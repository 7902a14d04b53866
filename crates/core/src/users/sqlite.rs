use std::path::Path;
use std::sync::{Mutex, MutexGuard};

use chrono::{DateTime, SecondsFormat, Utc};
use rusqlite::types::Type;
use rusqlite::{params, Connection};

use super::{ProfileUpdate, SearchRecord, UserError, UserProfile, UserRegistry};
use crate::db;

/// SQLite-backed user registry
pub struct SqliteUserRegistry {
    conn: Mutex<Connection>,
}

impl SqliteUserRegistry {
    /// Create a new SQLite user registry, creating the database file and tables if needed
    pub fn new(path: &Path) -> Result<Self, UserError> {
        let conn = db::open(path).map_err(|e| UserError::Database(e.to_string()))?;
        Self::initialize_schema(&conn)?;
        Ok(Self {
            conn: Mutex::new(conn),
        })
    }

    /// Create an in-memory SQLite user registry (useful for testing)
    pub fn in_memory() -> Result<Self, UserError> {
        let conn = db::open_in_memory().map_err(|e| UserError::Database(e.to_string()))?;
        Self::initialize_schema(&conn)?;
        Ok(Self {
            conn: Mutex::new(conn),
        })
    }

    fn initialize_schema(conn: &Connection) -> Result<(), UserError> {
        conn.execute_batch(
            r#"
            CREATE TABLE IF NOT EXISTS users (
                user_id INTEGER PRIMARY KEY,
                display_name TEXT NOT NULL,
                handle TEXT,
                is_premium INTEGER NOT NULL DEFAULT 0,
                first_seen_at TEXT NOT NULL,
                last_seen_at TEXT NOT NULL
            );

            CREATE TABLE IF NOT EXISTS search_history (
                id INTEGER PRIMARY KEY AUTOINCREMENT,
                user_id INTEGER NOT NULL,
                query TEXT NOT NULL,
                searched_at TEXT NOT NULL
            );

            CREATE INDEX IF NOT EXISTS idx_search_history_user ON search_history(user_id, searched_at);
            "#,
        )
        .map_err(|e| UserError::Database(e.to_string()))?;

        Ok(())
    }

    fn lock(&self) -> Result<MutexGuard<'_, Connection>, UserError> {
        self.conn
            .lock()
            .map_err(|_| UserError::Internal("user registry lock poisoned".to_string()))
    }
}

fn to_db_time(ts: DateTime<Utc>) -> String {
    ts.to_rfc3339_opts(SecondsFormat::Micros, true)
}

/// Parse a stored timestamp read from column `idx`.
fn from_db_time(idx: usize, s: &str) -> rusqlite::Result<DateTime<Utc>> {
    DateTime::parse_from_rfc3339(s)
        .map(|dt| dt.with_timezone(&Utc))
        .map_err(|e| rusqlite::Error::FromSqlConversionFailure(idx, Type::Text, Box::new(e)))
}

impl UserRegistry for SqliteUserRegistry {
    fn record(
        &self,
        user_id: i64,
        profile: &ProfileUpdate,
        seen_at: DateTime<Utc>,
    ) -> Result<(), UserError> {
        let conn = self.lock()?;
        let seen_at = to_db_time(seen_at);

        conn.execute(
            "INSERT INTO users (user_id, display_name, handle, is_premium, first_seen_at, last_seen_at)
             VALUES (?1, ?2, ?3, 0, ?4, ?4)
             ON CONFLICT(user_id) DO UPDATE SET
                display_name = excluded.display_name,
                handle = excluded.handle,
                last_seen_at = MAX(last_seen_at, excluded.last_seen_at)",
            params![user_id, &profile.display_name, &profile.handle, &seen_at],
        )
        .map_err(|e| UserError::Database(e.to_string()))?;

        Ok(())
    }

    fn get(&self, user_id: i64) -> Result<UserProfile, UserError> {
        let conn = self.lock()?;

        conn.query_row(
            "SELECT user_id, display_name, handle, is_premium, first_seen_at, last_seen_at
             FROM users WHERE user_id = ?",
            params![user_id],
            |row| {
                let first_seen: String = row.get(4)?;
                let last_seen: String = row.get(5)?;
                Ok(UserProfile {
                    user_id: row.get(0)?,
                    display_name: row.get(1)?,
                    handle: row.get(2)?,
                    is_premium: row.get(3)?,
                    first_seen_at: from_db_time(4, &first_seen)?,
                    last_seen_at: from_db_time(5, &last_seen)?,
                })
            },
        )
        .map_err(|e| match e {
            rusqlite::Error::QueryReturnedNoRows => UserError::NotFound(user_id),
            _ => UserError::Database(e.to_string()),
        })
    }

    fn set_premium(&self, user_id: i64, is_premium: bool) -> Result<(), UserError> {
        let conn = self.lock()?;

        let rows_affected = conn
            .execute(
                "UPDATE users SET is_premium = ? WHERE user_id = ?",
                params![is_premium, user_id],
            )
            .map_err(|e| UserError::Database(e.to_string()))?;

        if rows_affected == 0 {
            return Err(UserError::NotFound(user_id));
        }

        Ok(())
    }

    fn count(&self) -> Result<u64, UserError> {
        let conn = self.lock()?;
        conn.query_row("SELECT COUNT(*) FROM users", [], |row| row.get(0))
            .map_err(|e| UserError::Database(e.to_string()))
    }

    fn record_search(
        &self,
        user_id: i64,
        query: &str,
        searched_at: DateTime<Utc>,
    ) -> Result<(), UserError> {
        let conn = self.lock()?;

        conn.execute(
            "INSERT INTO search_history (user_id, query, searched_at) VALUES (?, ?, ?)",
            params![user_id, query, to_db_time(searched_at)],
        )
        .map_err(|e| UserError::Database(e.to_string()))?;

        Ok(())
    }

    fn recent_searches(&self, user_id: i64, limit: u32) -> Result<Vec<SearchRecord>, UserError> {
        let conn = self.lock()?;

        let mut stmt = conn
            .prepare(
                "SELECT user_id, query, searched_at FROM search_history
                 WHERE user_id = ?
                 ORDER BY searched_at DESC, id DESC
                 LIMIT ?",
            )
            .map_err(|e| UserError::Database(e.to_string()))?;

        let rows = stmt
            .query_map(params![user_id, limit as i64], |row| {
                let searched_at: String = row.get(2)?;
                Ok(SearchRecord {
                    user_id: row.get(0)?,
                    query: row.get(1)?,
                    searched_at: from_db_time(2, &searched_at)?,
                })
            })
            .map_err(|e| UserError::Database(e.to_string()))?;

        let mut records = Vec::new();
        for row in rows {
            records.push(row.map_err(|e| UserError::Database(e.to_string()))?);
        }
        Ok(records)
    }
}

________________________________________

The output should restate the data exactly, with no line missing.

repository 7902a14d04b53866
filename crates/core/src/users/sqlite.rs
use std::path::Path;
use std::sync::{Mutex, MutexGuard};

use chrono::{DateTime, SecondsFormat, Utc};
use rusqlite::types::Type;
use rusqlite::{params, Connection};

use super::{ProfileUpdate, SearchRecord, UserError, UserProfile, UserRegistry};
use crate::db;

/// SQLite-backed user registry
pub struct SqliteUserRegistry {
    conn: Mutex<Connection>,
}

impl SqliteUserRegistry {
    /// Create a new SQLite user registry, creating the database file and tables if needed
    pub fn new(path: &Path) -> Result<Self, UserError> {
        let conn = db::open(path).map_err(|e| UserError::Database(e.to_string()))?;
        Self::initialize_schema(&conn)?;
        Ok(Self {
            conn: Mutex::new(conn),
        })
    }

    /// Create an in-memory SQLite user registry (useful for testing)
    pub fn in_memory() -> Result<Self, UserError> {
        let conn = db::open_in_memory().map_err(|e| UserError::Database(e.to_string()))?;
        Self::initialize_schema(&conn)?;
        Ok(Self {
            conn: Mutex::new(conn),
        })
    }

    fn initialize_schema(conn: &Connection) -> Result<(), UserError> {
        conn.execute_batch(
            r#"
            CREATE TABLE IF NOT EXISTS users (
                user_id INTEGER PRIMARY KEY,
                display_name TEXT NOT NULL,
                handle TEXT,
                is_premium INTEGER NOT NULL DEFAULT 0,
                first_seen_at TEXT NOT NULL,
                last_seen_at TEXT NOT NULL
            );

            CREATE TABLE IF NOT EXISTS search_history (
                id INTEGER PRIMARY KEY AUTOINCREMENT,
                user_id INTEGER NOT NULL,
                query TEXT NOT NULL,
                searched_at TEXT NOT NULL
            );

            CREATE INDEX IF NOT EXISTS idx_search_history_user ON search_history(user_id, searched_at);
            "#,
        )
        .map_err(|e| UserError::Database(e.to_string()))?;

        Ok(())
    }

    fn lock(&self) -> Result<MutexGuard<'_, Connection>, UserError> {
        self.conn
            .lock()
            .map_err(|_| UserError::Internal("user registry lock poisoned".to_string()))
    }
}

fn to_db_time(ts: DateTime<Utc>) -> String {
    ts.to_rfc3339_opts(SecondsFormat::Micros, true)
}

/// Parse a stored timestamp read from column `idx`.
fn from_db_time(idx: usize, s: &str) -> rusqlite::Result<DateTime<Utc>> {
    DateTime::parse_from_rfc3339(s)
        .map(|dt| dt.with_timezone(&Utc))
        .map_err(|e| rusqlite::Error::FromSqlConversionFailure(idx, Type::Text, Box::new(e)))
}

impl UserRegistry for SqliteUserRegistry {
    fn record(
        &self,
        user_id: i64,
        profile: &ProfileUpdate,
        seen_at: DateTime<Utc>,
    ) -> Result<(), UserError> {
        let conn = self.lock()?;
        let seen_at = to_db_time(seen_at);

        conn.execute(
            "INSERT INTO users (user_id, display_name, handle, is_premium, first_seen_at, last_seen_at)
             VALUES (?1, ?2, ?3, 0, ?4, ?4)
             ON CONFLICT(user_id) DO UPDATE SET
                display_name = excluded.display_name,
                handle = excluded.handle,
                last_seen_at = MAX(last_seen_at, excluded.last_seen_at)",
            params![user_id, &profile.display_name, &profile.handle, &seen_at],
        )
        .map_err(|e| UserError::Database(e.to_string()))?;

        Ok(())
    }

    fn get(&self, user_id: i64) -> Result<UserProfile, UserError> {
        let conn = self.lock()?;

        conn.query_row(
            "SELECT user_id, display_name, handle, is_premium, first_seen_at, last_seen_at
             FROM users WHERE user_id = ?",
            params![user_id],
            |row| {
                let first_seen: String = row.get(4)?;
                let last_seen: String = row.get(5)?;
                Ok(UserProfile {
                    user_id: row.get(0)?,
                    display_name: row.get(1)?,
                    handle: row.get(2)?,
                    is_premium: row.get(3)?,
                    first_seen_at: from_db_time(4, &first_seen)?,
                    last_seen_at: from_db_time(5, &last_seen)?,
                })
            },
        )
        .map_err(|e| match e {
            rusqlite::Error::QueryReturnedNoRows => UserError::NotFound(user_id),
            _ => UserError::Database(e.to_string()),
        })
    }

    fn set_premium(&self, user_id: i64, is_premium: bool) -> Result<(), UserError> {
        let conn = self.lock()?;

        let rows_affected = conn
            .execute(
                "UPDATE users SET is_premium = ? WHERE user_id = ?",
                params![is_premium, user_id],
            )
            .map_err(|e| UserError::Database(e.to_string()))?;

        if rows_affected == 0 {
            return Err(UserError::NotFound(user_id));
        }

        Ok(())
    }

    fn count(&self) -> Result<u64, UserError> {
        let conn = self.lock()?;
        conn.query_row("SELECT COUNT(*) FROM users", [], |row| row.get(0))
            .map_err(|e| UserError::Database(e.to_string()))
    }

    fn record_search(
        &self,
        user_id: i64,
        query: &str,
        searched_at: DateTime<Utc>,
    ) -> Result<(), UserError> {
        let conn = self.lock()?;

        conn.execute(
            "INSERT INTO search_history (user_id, query, searched_at) VALUES (?, ?, ?)",
            params![user_id, query, to_db_time(searched_at)],
        )
        .map_err(|e| UserError::Database(e.to_string()))?;

        Ok(())
    }

    fn recent_searches(&self, user_id: i64, limit: u32) -> Result<Vec<SearchRecord>, UserError> {
        let conn = self.lock()?;

        let mut stmt = conn
            .prepare(
                "SELECT user_id, query, searched_at FROM search_history
                 WHERE user_id = ?
                 ORDER BY searched_at DESC, id DESC
                 LIMIT ?",
            )
            .map_err(|e| UserError::Database(e.to_string()))?;

        let rows = stmt
            .query_map(params![user_id, limit as i64], |row| {
                let searched_at: String = row.get(2)?;
                Ok(SearchRecord {
                    user_id: row.get(0)?,
                    query: row.get(1)?,
                    searched_at: from_db_time(2, &searched_at)?,
                })
            })
            .map_err(|e| UserError::Database(e.to_string()))?;

        let mut records = Vec::new();
        for row in rows {
            records.push(row.map_err(|e| UserError::Database(e.to_string()))?);
        }
        Ok(records)
    }
}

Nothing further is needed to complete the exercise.